Description of the task: What is needed is an exact copy of every line in the listing.

Records for the task:
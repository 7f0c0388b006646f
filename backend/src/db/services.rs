//! High-level database service layer.
//!
//! Repository-agnostic operations used by the HTTP handlers and by tests. The
//! edit path lives here: validate the request, load the class document,
//! replace the content of the first matching entry, and write the whole
//! document back.
//!
//! # Usage
//!
//! ```no_run
//! use course_schedule::db::{services, repositories::FileRepository};
//! use course_schedule::models::EditRequest;
//!
//! #[tokio::main]
//! async fn main() -> Result<(), Box<dyn std::error::Error>> {
//!     let repo = FileRepository::new("data");
//!     let request = EditRequest::new("403", "03/02", "P1", "小考");
//!     let outcome = services::submit_edit(&repo, request).await?;
//!     println!("{:?}", outcome);
//!     Ok(())
//! }
//! ```

use log::{info, warn};

use super::repository::{ErrorContext, RepositoryError, RepositoryResult, ScheduleRepository};
use crate::models::{CellEdit, ClassId, EditOutcome, EditRequest, ScheduleDocument};

// ==================== Health & Registry ====================

/// Check if the backing store is reachable.
pub async fn health_check<R: ScheduleRepository + ?Sized>(repo: &R) -> RepositoryResult<bool> {
    repo.health_check().await
}

/// Fetch a class document as stored.
pub async fn get_document<R: ScheduleRepository + ?Sized>(
    repo: &R,
    class_id: &ClassId,
) -> RepositoryResult<ScheduleDocument> {
    repo.load(class_id).await
}

/// Classes to present, in display order.
///
/// A configured registry wins; otherwise every stored document is listed.
pub async fn list_classes<R: ScheduleRepository + ?Sized>(
    repo: &R,
    configured: &[ClassId],
) -> RepositoryResult<Vec<ClassId>> {
    if !configured.is_empty() {
        return Ok(configured.to_vec());
    }
    repo.list_classes().await
}

// ==================== Edit Operations ====================

/// Check that `classId`, `date` and `period` are present and non-empty.
///
/// Performs no I/O.
pub fn validate_edit(request: EditRequest) -> RepositoryResult<CellEdit> {
    request.validate().map_err(|missing| {
        RepositoryError::validation_with_context(
            format!("missing required fields: {}", missing.join(", ")),
            ErrorContext::new("apply_edit").with_entity("edit_request"),
        )
    })
}

/// Replace the content of the entry keyed by (`date`, `period`).
///
/// The document is written back even when no entry matches; that case is
/// logged and reported as [`EditOutcome::EntryNotMatched`], not as an error.
///
/// # Errors
/// * `NotFound` - no document for the class
/// * `CorruptDocument` - the stored document does not parse
/// * `WriteFailure` - the document could not be written back
pub async fn apply_edit<R: ScheduleRepository + ?Sized>(
    repo: &R,
    edit: &CellEdit,
) -> RepositoryResult<EditOutcome> {
    let mut document = repo
        .load(&edit.class_id)
        .await
        .map_err(|e| e.with_operation("apply_edit"))?;

    let outcome = match document.find_entry_mut(&edit.date, &edit.period) {
        Some(entry) => {
            entry.content = edit.content.clone();
            EditOutcome::Updated
        }
        None => {
            warn!(
                "No entry for class {} on {} {}; document left unchanged",
                edit.class_id, edit.date, edit.period
            );
            EditOutcome::EntryNotMatched
        }
    };

    repo.save(&edit.class_id, &document)
        .await
        .map_err(|e| e.with_operation("apply_edit"))?;

    if outcome == EditOutcome::Updated {
        info!(
            "Updated class {} - {} {} ({})",
            edit.class_id, edit.date, edit.period, edit.content
        );
    }
    Ok(outcome)
}

/// Validate a raw request and apply it.
pub async fn submit_edit<R: ScheduleRepository + ?Sized>(
    repo: &R,
    request: EditRequest,
) -> RepositoryResult<EditOutcome> {
    let edit = validate_edit(request)?;
    apply_edit(repo, &edit).await
}

#[cfg(test)]
#[path = "services_tests.rs"]
mod services_tests;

Solution:
repository 7f0c0388b006646f
filename backend/src/db/services.rs
//! High-level database service layer.
//!
//! Repository-agnostic operations used by the HTTP handlers and by tests. The
//! edit path lives here: validate the request, load the class document,
//! replace the content of the first matching entry, and write the whole
//! document back.
//!
//! # Usage
//!
//! ```no_run
//! use course_schedule::db::{services, repositories::FileRepository};
//! use course_schedule::models::EditRequest;
//!
//! #[tokio::main]
//! async fn main() -> Result<(), Box<dyn std::error::Error>> {
//!     let repo = FileRepository::new("data");
//!     let request = EditRequest::new("403", "03/02", "P1", "小考");
//!     let outcome = services::submit_edit(&repo, request).await?;
//!     println!("{:?}", outcome);
//!     Ok(())
//! }
//! ```

use log::{info, warn};

use super::repository::{ErrorContext, RepositoryError, RepositoryResult, ScheduleRepository};
use crate::models::{CellEdit, ClassId, EditOutcome, EditRequest, ScheduleDocument};

// ==================== Health & Registry ====================

/// Check if the backing store is reachable.
pub async fn health_check<R: ScheduleRepository + ?Sized>(repo: &R) -> RepositoryResult<bool> {
    repo.health_check().await
}

/// Fetch a class document as stored.
pub async fn get_document<R: ScheduleRepository + ?Sized>(
    repo: &R,
    class_id: &ClassId,
) -> RepositoryResult<ScheduleDocument> {
    repo.load(class_id).await
}

/// Classes to present, in display order.
///
/// A configured registry wins; otherwise every stored document is listed.
pub async fn list_classes<R: ScheduleRepository + ?Sized>(
    repo: &R,
    configured: &[ClassId],
) -> RepositoryResult<Vec<ClassId>> {
    if !configured.is_empty() {
        return Ok(configured.to_vec());
    }
    repo.list_classes().await
}

// ==================== Edit Operations ====================

/// Check that `classId`, `date` and `period` are present and non-empty.
///
/// Performs no I/O.
pub fn validate_edit(request: EditRequest) -> RepositoryResult<CellEdit> {
    request.validate().map_err(|missing| {
        RepositoryError::validation_with_context(
            format!("missing required fields: {}", missing.join(", ")),
            ErrorContext::new("apply_edit").with_entity("edit_request"),
        )
    })
}

/// Replace the content of the entry keyed by (`date`, `period`).
///
/// The document is written back even when no entry matches; that case is
/// logged and reported as [`EditOutcome::EntryNotMatched`], not as an error.
///
/// # Errors
/// * `NotFound` - no document for the class
/// * `CorruptDocument` - the stored document does not parse
/// * `WriteFailure` - the document could not be written back
pub async fn apply_edit<R: ScheduleRepository + ?Sized>(
    repo: &R,
    edit: &CellEdit,
) -> RepositoryResult<EditOutcome> {
    let mut document = repo
        .load(&edit.class_id)
        .await
        .map_err(|e| e.with_operation("apply_edit"))?;

    let outcome = match document.find_entry_mut(&edit.date, &edit.period) {
        Some(entry) => {
            entry.content = edit.content.clone();
            EditOutcome::Updated
        }
        None => {
            warn!(
                "No entry for class {} on {} {}; document left unchanged",
                edit.class_id, edit.date, edit.period
            );
            EditOutcome::EntryNotMatched
        }
    };

    repo.save(&edit.class_id, &document)
        .await
        .map_err(|e| e.with_operation("apply_edit"))?;

    if outcome == EditOutcome::Updated {
        info!(
            "Updated class {} - {} {} ({})",
            edit.class_id, edit.date, edit.period, edit.content
        );
    }
    Ok(outcome)
}

/// Validate a raw request and apply it.
pub async fn submit_edit<R: ScheduleRepository + ?Sized>(
    repo: &R,
    request: EditRequest,
) -> RepositoryResult<EditOutcome> {
    let edit = validate_edit(request)?;
    apply_edit(repo, &edit).await
}

#[cfg(test)]
#[path = "services_tests.rs"]
mod services_tests;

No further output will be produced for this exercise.